Family-based analysis of genetic variation underlying psychosis-inducing effects of cannabis: sibling analysis and proband follow-up.
This sibling analysis found that genetic variation in AKT1 affects risk of psychosis associated with cannabis use. The authors hypothesize that signaling downstream from dopamine D2 receptor may be affected, potentially explaining why antipsychotics are less effective in this population.
- N=801 patients with psychosis and their unaffected siblings (n=740) participated.
- 152 SNPs in 42 candidate genes were examined for moderation of association between psychosis symptoms and recent cannabis use.

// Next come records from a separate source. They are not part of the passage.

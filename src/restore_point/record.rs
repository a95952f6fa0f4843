//! Restore-point object record and its `.info` framing.
//!
//! Layout of a `.info` file:
//!   [magic "VKRPINF1" (8)]
//!   [body: ObjectRecord, fields in declared order]
//!   [crc32 u32 LE over body]

use byteorder::{ByteOrder, LittleEndian};

use crate::codec::{record_struct, ByteReader, Decode, Encode, ByteWriter};
use crate::error::{Error, Result};
use crate::object::{Binding, CreateInfo, Identity, ObjectState, Status};
use crate::state::ControlBlock;

pub const INFO_MAGIC: &[u8; 8] = b"VKRPINF1";

record_struct! {
    /// Capture-agnostic projection of a control block.
    pub struct ObjectRecord {
        pub identity: Identity,
        pub status: Status,
        pub parent: Option<Identity>,
        pub name: Option<String>,
        pub create_info: CreateInfo,
        pub bindings: Vec<Binding>,
        pub state: ObjectState,
        /// Construction dependencies, restored before this object.
        pub dependencies: Vec<Identity>,
    }
}

impl ObjectRecord {
    pub fn from_control_block(cb: &ControlBlock) -> Self {
        Self {
            identity: cb.identity(),
            status: cb.status(),
            parent: cb.parent(),
            name: cb.name(),
            create_info: cb.create_info().clone(),
            bindings: cb.bindings(),
            state: cb.state(),
            dependencies: cb.construction_dependencies(),
        }
    }

    /// Frame the record for a `.info` file.
    pub fn to_info_bytes(&self) -> Vec<u8> {
        let mut body = ByteWriter::new();
        self.encode(&mut body);
        let crc = crc32fast::hash(body.as_slice());

        let mut out = Vec::with_capacity(INFO_MAGIC.len() + body.len() + 4);
        out.extend_from_slice(INFO_MAGIC);
        out.extend_from_slice(body.as_slice());
        let mut tail = [0u8; 4];
        LittleEndian::write_u32(&mut tail, crc);
        out.extend_from_slice(&tail);
        out
    }

    /// Parse a `.info` file. Bad magic, bad checksum or trailing bytes are `CorruptStream`.
    pub fn from_info_bytes(bytes: &[u8]) -> Result<Self> {
        if bytes.len() < INFO_MAGIC.len() + 4 {
            return Err(Error::corrupt(format!("record too short ({} bytes)", bytes.len())));
        }
        if &bytes[..INFO_MAGIC.len()] != INFO_MAGIC {
            return Err(Error::corrupt("bad record magic"));
        }
        let body = &bytes[INFO_MAGIC.len()..bytes.len() - 4];
        let stored = LittleEndian::read_u32(&bytes[bytes.len() - 4..]);
        let actual = crc32fast::hash(body);
        if stored != actual {
            return Err(Error::corrupt(format!(
                "record checksum mismatch (stored {:#010x}, computed {:#010x})",
                stored, actual
            )));
        }
        let mut r = ByteReader::new(body);
        let rec = ObjectRecord::decode(&mut r)?;
        if !r.is_empty() {
            return Err(Error::corrupt(format!(
                "{} trailing bytes after record body",
                r.remaining()
            )));
        }
        Ok(rec)
    }
}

- Psychosis measured by Structured Interview for Schizotypy–Revised (SIS-R), assessing signs and symptoms such as flatness of affect, magical ideation, illusions, referential thinking.
- Cannabis use assessed by urine testing.
- Setting: The Netherlands and Flanders, Belgium.
- Main outcome measure: significant interaction between any SNP and cannabis use, and selective case-only, case-sibling, and case-control analysis.
- 7.6% of unaffected sibling group screened positive for recent cannabis use.
- Recent cannabis use was significantly associated with psychosis symptoms based on SIS-R (P<0.0001).
- Three genes (in AKT1 and LRRTM1) had significant interaction in the unaffected siblings (P<0.0003) after correction for multiple comparisons. AKT1 is a serine/threonine kinase involved in cellular processes such as apoptosis, endoplasmic reticulum stress response, cell proliferation, and cell survival. Postmortem examination of the prefrontal cortex in patients with schizophrenia have shown decreased levels of AKT1.
- For patients with daily cannabis use, one of the SNPs in the AKT1 gene showed significantly higher relative risk with the C/C genotype (relative risk = 1.90, P<0.01) compared with the T/T genotype.
- The authors cite evidence of the involvement of AKT1 in dopamine D2 receptor signaling, and hypothesize that this may explain the poor response of cannabis-using patients with schizophrenia to antipsychotic medications.
van Winkel R, Genetic Risk and Outcome of Psychosis (GROUP) Investigators. Family-based analysis of genetic variation underlying psychosis-inducing effects of cannabis: sibling analysis and proband follow-up. Arch Gen Psychiatry. 2011;68(2):148-157. doi:10.1001/archgenpsychiatry.2010.152.